All of these developments had to be an unwelcome and even embarrassing distraction for Vladimir Putin. The Russian president was preparing over the weekend for a crucial visit to Asia which will take him this week to China (for summit talks with President Jiang Zemin), North Korea (for an unprecedented meeting with Kim Jong-il), and then on to the summit of G-7 countries and Russia in Japan. Putin hopes use the trip to begin rebuilding Russian influence in the Far East, in part by exploiting perceptions abroad that his election reflects both a sign of new-found stability in Russia and a reinvigoration of Moscow’s role on the international stage. He also undoubtedly intends to make arms control issues, and particularly Russian criticism of U.S. missile defense plans, a key part of his message during his travels. An ugly public spat among his generals on the eve of his departure will hardly advance his agenda in any of these areas. Indeed, Putin could only have been irritated at having to call both Sergeev and Kvashnin down to Sochi for a meeting yesterday after having just met with them in Moscow. He had reportedly hoped to get in a day of relaxation prior to his departure for Beijing (Reuters, AFP, July 16).

To some extent, however, last week’s brouhaha among Russian military leaders is of Putin’s own making. Last year the Russian president used the brutal military crackdown in Chechnya to build his own political popularity, and thereby hitched his wagon to Kvashnin and the hardline military leaders around him. In another move aimed at winning political popularity and support from the armed forces, Putin also promised to raise military spending and thereby to help restore Russian military might. Despite some initial injections of increased funding into the defense budget, however, Putin has largely failed to deliver on the funding pledge. Indeed, reports suggest that the defense budget for 2001 will actually be lower than this year’s spending.

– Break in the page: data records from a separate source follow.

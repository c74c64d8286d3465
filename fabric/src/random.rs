//! Shared, seedable source of randomness.
//!
//! Every draw the simulator makes (scheduling jitter, loss decisions, hold counts) goes
//! through one [Random] so a run can be reproduced from its seed.

use rand::{rngs::StdRng, Rng, SeedableRng};
use rand_distr::{Distribution, Normal};
use std::sync::Mutex;

/// A thread-safe random generator.
#[derive(Debug)]
pub struct Random {
    rng: Mutex<StdRng>,
}

impl Random {
    /// Create a generator from a fixed seed.
    pub fn new(seed: u64) -> Self {
        Self {
            rng: Mutex::new(StdRng::seed_from_u64(seed)),
        }
    }

    /// Create a generator seeded from the operating system.
    pub fn from_entropy() -> Self {
        Self {
            rng: Mutex::new(StdRng::from_entropy()),
        }
    }

    /// Restart the sequence from `seed`.
    #[cfg(test)]
    pub fn reseed(&self, seed: u64) {
        *self.rng.lock().unwrap() = StdRng::seed_from_u64(seed);
    }

    /// Draw uniformly from `[0, 1)`.
    pub fn uniform(&self) -> f64 {
        self.rng.lock().unwrap().gen::<f64>()
    }

    /// Draw from a normal distribution.
    ///
    /// A standard deviation that is not a positive finite number returns the mean unchanged.
    pub fn normal(&self, mean: f64, std_dev: f64) -> f64 {
        if !std_dev.is_finite() || std_dev <= 0.0 {
            return mean;
        }
        match Normal::new(mean, std_dev) {
            Ok(normal) => normal.sample(&mut *self.rng.lock().unwrap()),
            Err(_) => mean,
        }
    }
}

impl Default for Random {
    fn default() -> Self {
        Self::from_entropy()
    }
}

#[cfg(test)]
mod tests {
    use super::*;

    #[test]
    fn test_same_seed_same_sequence() {
        let a = Random::new(7);
        let b = Random::new(7);
        for _ in 0..100 {
            assert_eq!(a.uniform(), b.uniform());
        }
    }

    #[test]
    fn test_reseed_restarts() {
        let random = Random::new(3);
        let first: Vec<f64> = (0..10).map(|_| random.uniform()).collect();
        random.reseed(3);
        let second: Vec<f64> = (0..10).map(|_| random.uniform()).collect();
        assert_eq!(first, second);
    }

    #[test]
    fn test_uniform_range() {
        let random = Random::new(0);
        for _ in 0..1_000 {
            let value = random.uniform();
            assert!((0.0..1.0).contains(&value));
        }
    }

    #[test]
    fn test_normal_zero_deviation() {
        let random = Random::new(0);
        assert_eq!(random.normal(50.0, 0.0), 50.0);
        assert_eq!(random.normal(50.0, -1.0), 50.0);
        assert_eq!(random.normal(50.0, f64::NAN), 50.0);
    }

    #[test]
    fn test_normal_centered() {
        let random = Random::new(11);
        let samples = 10_000;
        let mean = (0..samples).map(|_| random.normal(100.0, 10.0)).sum::<f64>() / samples as f64;
        assert!((mean - 100.0).abs() < 1.0, "mean = {mean}");
    }
}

This funding shortfall appears to be at least partly behind the sharp clash between Sergeev and Kvashnin. Putin raised expectations, but, as was the case under former President Boris Yeltsin, the various services find themselves struggling once again for access to scarce funding.

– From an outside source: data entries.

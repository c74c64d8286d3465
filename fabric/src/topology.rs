//! YAML description of a subnet.
//!
//! ```yaml
//! sm_lid: 1
//! nodes:
//!   - {name: sw, kind: switch, ports: 8, lid: 3, routes: {1: 1, 2: 2, 3: 0}}
//!   - {name: h1, kind: ca, ports: 1, lid: 1}
//!   - {name: h2, kind: ca, ports: 2, lid: 4, lmc: 1, description: "h2 HCA-1"}
//! links:
//!   - [h1/1, sw/1]
//!   - [h2/1, sw/2]
//! ```
//!
//! Every link in the file comes up Active. Channel adapter port `p` is given
//! `lid + ((p - 1) << lmc)`. A node may carry a loss model applied to each of its
//! ports, e.g. `error: {rate: 0.1, variance: 2}` or `error: {rate: 0.5, hold: 4}`.

use crate::{node::NodeKind, random::Random, Error, Fabric};
use serde::{Deserialize, Serialize};
use std::{
    collections::BTreeMap, fs::File, num::NonZeroU32, path::Path, str::FromStr, sync::Arc,
};
use tracing::{debug, info};

/// A complete subnet: its nodes and the cables between them.
#[derive(Clone, Debug, Default, PartialEq, Serialize, Deserialize)]
pub struct Topology {
    /// LID of the subnet manager, recorded on every port that doesn't override it.
    #[serde(default)]
    pub sm_lid: Option<u16>,
    pub nodes: Vec<NodeSpec>,
    /// Pairs of `node/port` references.
    #[serde(default)]
    pub links: Vec<[String; 2]>,
}

#[derive(Clone, Debug, PartialEq, Serialize, Deserialize)]
pub struct NodeSpec {
    pub name: String,
    pub kind: NodeKind,
    pub ports: u8,
    /// Base LID (port 0 of a switch, port 1 of a channel adapter).
    #[serde(default)]
    pub lid: u16,
    #[serde(default)]
    pub lmc: u8,
    #[serde(default)]
    pub sm_lid: Option<u16>,
    #[serde(default)]
    pub description: Option<String>,
    /// Initial linear forwarding table (switches only).
    #[serde(default)]
    pub routes: BTreeMap<u16, u8>,
    /// Override the forwarding table top (defaults to one past the highest route).
    #[serde(default)]
    pub top: Option<u16>,
    /// Initial vendor register contents.
    #[serde(default)]
    pub cr_space: BTreeMap<u32, u32>,
    /// Loss model of every port.
    #[serde(default)]
    pub error: Option<ErrorSpec>,
}

/// Packet loss settings for a node's ports.
#[derive(Clone, Debug, PartialEq, Serialize, Deserialize)]
pub struct ErrorSpec {
    pub rate: f64,
    #[serde(default)]
    pub variance: f64,
    /// Fixed decision streak length (random, from `variance`, when absent).
    #[serde(default)]
    pub hold: Option<NonZeroU32>,
}

impl Topology {
    pub fn from_file(path: &Path) -> Result<Self, Error> {
        let file = File::open(path)?;
        let topology = serde_yaml::from_reader(file)?;
        Ok(topology)
    }

    /// Instantiate the described fabric. Management agents are not registered; call
    /// [Fabric::populate] before dispatching.
    pub fn build(&self, random: Arc<Random>) -> Result<Fabric, Error> {
        let mut fabric = Fabric::new(random);
        for spec in &self.nodes {
            if spec.ports == 0 {
                return Err(Error::Topology(format!("{} has no ports", spec.name)));
            }
            if spec.lmc > 7 {
                return Err(Error::Topology(format!(
                    "{} has lmc {}",
                    spec.name, spec.lmc
                )));
            }
            fabric.add_node(&spec.name, spec.kind, spec.ports)?;
        }
        for spec in &self.nodes {
            self.configure(&fabric, spec)?;
        }
        for [left, right] in &self.links {
            let (a, b) = (fabric.port_ref(left)?, fabric.port_ref(right)?);
            fabric.wire(a, b)?;
            debug!(left, right, "wired");
        }
        fabric.assign_guids();
        info!(
            nodes = fabric.len(),
            links = self.links.len(),
            "built fabric"
        );
        Ok(fabric)
    }

    fn configure(&self, fabric: &Fabric, spec: &NodeSpec) -> Result<(), Error> {
        let node = fabric.node(&spec.name)?;
        match spec.kind {
            NodeKind::Switch => node.set_lid(0, spec.lid, Some(spec.lmc))?,
            NodeKind::ChannelAdapter => {
                for port in node.ports() {
                    let lid = match spec.lid {
                        0 => 0,
                        base => u16::from(port - 1)
                            .checked_shl(u32::from(spec.lmc))
                            .and_then(|offset| base.checked_add(offset))
                            .ok_or_else(|| {
                                Error::Topology(format!("{} runs out of lids", spec.name))
                            })?,
                    };
                    node.set_lid(port, lid, Some(spec.lmc))?;
                }
            }
        }
        if let Some(sm_lid) = spec.sm_lid.or(self.sm_lid) {
            node.set_sm_lid(sm_lid);
        }
        if let Some(description) = &spec.description {
            node.set_description(description);
        }
        for (lid, port) in &spec.routes {
            if *port > node.num_ports() {
                return Err(Error::InvalidPort(spec.name.clone(), *port));
            }
            node.set_route(*lid, *port)?;
        }
        if let Some(top) = spec.top {
            node.set_lft_top(top)?;
        }
        for (address, value) in &spec.cr_space {
            node.cr_map(*address, *value);
        }
        if let Some(error) = &spec.error {
            for port in node.ports() {
                node.set_error_rate(port, error.rate, error.variance, error.hold)?;
            }
        }
        Ok(())
    }
}

impl FromStr for Topology {
    type Err = Error;

    fn from_str(s: &str) -> Result<Self, Self::Err> {
        Ok(serde_yaml::from_str(s)?)
    }
}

Putin’s apparent decision to postpone key decisions on military personnel and policy has also contributed to the current tensions. Rumors were rife earlier this year that the Russian leader would move after his inauguration to bring his own people–many observers pointed to Kvashnin in this context–into top positions at the Defense Ministry. That did not happen. Putin chose instead to extend the tenure of Sergeev, who is already past retirement age and is resented by many in the military for his role in reducing the country’s general purpose forces while trying to maintain the viability of the country’s strategic deterrent. Putin’s lack of decisiveness in this area is also manifested in the country’s new military doctrine, which he is reported to have had a hand in shaping. Russian accounts of the doctrine suggest that it outlines a wide array of threats to Russia while failing to prioritize among them effectively. This means it does not answer key questions regarding, for example, the importance of Russia’s strategic forces versus that of the country’s conventional troops. Such ambiguities open the door to conflicts such as the one now enveloping the military leadership, particularly under circumstances in which civilian leaders have allowed senior officers to occupy high-profile public roles on a host of security issues.